Kuwait has several advantages for attracting FDI:

·          Abundant oil reserves (the country has the 7th largest oil reserve in the world) which provide the country with considerable and stable revenues

·         A strategic role in the political sphere of the region (the country is considered a very good ally of the United States)

·         A young local population with a high average income and high domestic consumption

·         A well-managed financial market and a strong banking sector

·         Good quality infrastructure

·         A globally positive business environment: the Kuwaiti government, through its desire to diversify its economy, has embarked on a policy of economic openness to foreign investment.

Weak Points

Kuwait has some obstacles to its economic development.

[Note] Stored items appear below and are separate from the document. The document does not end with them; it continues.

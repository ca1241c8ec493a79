use chrono::{DateTime, Utc};
use serde::{Deserialize, Serialize};
use std::collections::HashMap;
use std::sync::RwLock;
use tokio::sync::watch;
use weft_core::{Result, WeftError};

#[derive(Debug, Clone, Copy, PartialEq, Eq, Serialize, Deserialize)]
#[serde(rename_all = "lowercase")]
pub enum TaskStatus {
    Submitted,
    Working,
    Completed,
    Failed,
    Cancelled,
}

impl TaskStatus {
    pub fn is_terminal(&self) -> bool {
        matches!(self, TaskStatus::Completed | TaskStatus::Failed | TaskStatus::Cancelled)
    }
}

/// Lifecycle record of one inbound work unit.
#[derive(Debug, Clone, Serialize)]
pub struct Task {
    #[serde(rename = "taskId")]
    pub task_id: String,
    #[serde(rename = "sessionId")]
    pub session_id: String,
    pub status: TaskStatus,
    #[serde(rename = "createdAt")]
    pub created_at: DateTime<Utc>,
    #[serde(rename = "updatedAt")]
    pub updated_at: DateTime<Utc>,
    #[serde(rename = "inboundMessage")]
    pub inbound_message: String,
    #[serde(rename = "outboundReply", skip_serializing_if = "Option::is_none")]
    pub outbound_reply: Option<String>,
    #[serde(rename = "errorKind", skip_serializing_if = "Option::is_none")]
    pub error_kind: Option<String>,
}

#[derive(Debug, Clone, Copy, PartialEq, Eq)]
pub enum CancelOutcome {
    Cancelled,
    AlreadyTerminal,
}

struct TaskEntry {
    task: Task,
    cancel: watch::Sender<bool>,
}

/// Owns every task's lifecycle so A2A callers can query or cancel later.
/// All transitions happen under one write lock, making them linearizable
/// per task id.
pub struct TaskManager {
    tasks: RwLock<HashMap<String, TaskEntry>>,
}

impl TaskManager {
    pub fn new() -> Self {
        Self { tasks: RwLock::new(HashMap::new()) }
    }

    /// Create a task in `submitted` and hand back the cancel signal the
    /// running turn should watch. Callers may bring their own task id (the
    /// legacy `send-task` shape does); otherwise one is generated.
    pub fn create(
        &self,
        session_id: &str,
        inbound_message: &str,
        task_id: Option<String>,
    ) -> (Task, watch::Receiver<bool>) {
        let now = Utc::now();
        let task = Task {
            task_id: task_id.unwrap_or_else(|| uuid::Uuid::new_v4().to_string()),
            session_id: session_id.to_string(),
            status: TaskStatus::Submitted,
            created_at: now,
            updated_at: now,
            inbound_message: inbound_message.to_string(),
            outbound_reply: None,
            error_kind: None,
        };
        let (cancel, cancel_rx) = watch::channel(false);
        self.tasks
            .write()
            .unwrap()
            .insert(task.task_id.clone(), TaskEntry { task: task.clone(), cancel });
        (task, cancel_rx)
    }

    /// `submitted -> working`, before the turn executor runs.
    pub fn start(&self, task_id: &str) -> Result<()> {
        self.transition(task_id, TaskStatus::Working, |_| {}).map(|_| ())
    }

    /// `working -> completed`. Returns false when the task raced into a
    /// terminal state first (a cancel won); the reply is then discarded.
    pub fn complete(&self, task_id: &str, reply: &str) -> Result<bool> {
        let reply = reply.to_string();
        self.transition(task_id, TaskStatus::Completed, move |task| {
            task.outbound_reply = Some(reply);
        })
    }

    /// `working -> failed`, recording the error kind and a terse message.
    pub fn fail(&self, task_id: &str, error_kind: &str, message: &str) -> Result<bool> {
        let (error_kind, message) = (error_kind.to_string(), message.to_string());
        self.transition(task_id, TaskStatus::Failed, move |task| {
            task.error_kind = Some(error_kind);
            task.outbound_reply = Some(message);
        })
    }

    pub fn get(&self, task_id: &str) -> Result<Task> {
        self.tasks
            .read()
            .unwrap()
            .get(task_id)
            .map(|entry| entry.task.clone())
            .ok_or_else(|| WeftError::NotFound(format!("task {}", task_id)))
    }

    /// Cancel a non-terminal task and signal its running turn. Cancelling a
    /// terminal task is a no-op with a distinguished result.
    pub fn cancel(&self, task_id: &str) -> Result<CancelOutcome> {
        let mut tasks = self.tasks.write().unwrap();
        let entry = tasks
            .get_mut(task_id)
            .ok_or_else(|| WeftError::NotFound(format!("task {}", task_id)))?;

        if entry.task.status.is_terminal() {
            return Ok(CancelOutcome::AlreadyTerminal);
        }

        entry.task.status = TaskStatus::Cancelled;
        entry.task.updated_at = Utc::now();
        entry.task.error_kind = Some("cancelled".to_string());
        let _ = entry.cancel.send(true);
        Ok(CancelOutcome::Cancelled)
    }

    fn transition(
        &self,
        task_id: &str,
        new_status: TaskStatus,
        apply: impl FnOnce(&mut Task),
    ) -> Result<bool> {
        let mut tasks = self.tasks.write().unwrap();
        let entry = tasks
            .get_mut(task_id)
            .ok_or_else(|| WeftError::NotFound(format!("task {}", task_id)))?;

        let current = entry.task.status;
        let legal = matches!(
            (current, new_status),
            (TaskStatus::Submitted, TaskStatus::Working)
                | (TaskStatus::Working, TaskStatus::Completed)
                | (TaskStatus::Working, TaskStatus::Failed)
        );

        if !legal {
            // a terminal state stays terminal; a turn racing a cancel lands here
            if current.is_terminal() {
                return Ok(false);
            }
            debug_assert!(false, "illegal task transition {:?} -> {:?}", current, new_status);
            return Err(WeftError::Protocol(format!(
                "illegal task transition {:?} -> {:?}",
                current, new_status
            )));
        }

        entry.task.status = new_status;
        entry.task.updated_at = Utc::now();
        apply(&mut entry.task);
        Ok(true)
    }
}

impl Default for TaskManager {
    fn default() -> Self {
        Self::new()
    }
}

They include:

·         Necessary structural reforms that are hard to take hold because of a tormented political life and strong tensions between the parties

·         Extreme dependence of the economy on the performance of the oil sector and in particular on the price of a barrel of oil

·         A high degree of state intervention in the national economy (the civil service provides 90% of the jobs of nationals and the budget is 60% punctured by these current expenditures) which weakens the emancipation of a strong private sector

·         The geographical location makes the country particularly vulnerable to political tensions in the region

·         A  business environment with legislation that restricts the freedom of establishment of non-nationals and that does not sufficiently protect intellectual property

Government Measures to Motivate or Restrict FDI

In order to promote the diversification of its economy, Kuwait has set up the Kuwait Development Plan (KDP) for the 2015-2020 period. This plan is aimed primarily at transforming the country's financial and commercial platforms. A significant investment in the country's infrastructure and human resources and regulatory reform will create an environment conducive to attracting foreign investors and promoting Kuwait as a regional service centre. In addition to seeking to further involve the private sector in infrastructure projects, the government plans annual spending of $32 billion, half of which will be spent on investments in projects considered highly strategic:

·             New refinery ($16 billion) and Clean Fuel Project ($13 billion), which will increase the refining capacity and quality of refined products in the country

·             New Mubarak Port Al-Kabeer on the island of Boubyan ($7.9 billion), which will help solve the current problems of maritime traffic in the country

·             Expansion of the international airport ($5.8 billion) and rail and metro projects that will help develop the country's communication infrastructure

Return to top

Procedures Relative to Foreign Investment

Freedom of Establishment

The freedom to establish a company/enterprise is very limited and controlled.  Non-Kuwaitis cannot hold more than 49% of the capital of a company.  Establishing a new office, branch or creating a new company is subject to the existence of a citizen agent.  All permits have to be established on his name.

Acquisition of Holdings

Purchasing shares from the stock market has to be done through a broker authorized by the Kuwait Stock Exchange.

Obligation to Declare

There are no special rules to declare if the acquisition is less than 5% of the capital holdings.  If the acquisition is higher, a special procedure must be followed.

Competent Organisation For the Declaration

Kuwait Stock Exchange

Requests For Specific Authorisations

Some sectors, such as pharmaceutical, telecommunications, medical equipment, etc. require authorizations from the ministries that control each specific activity.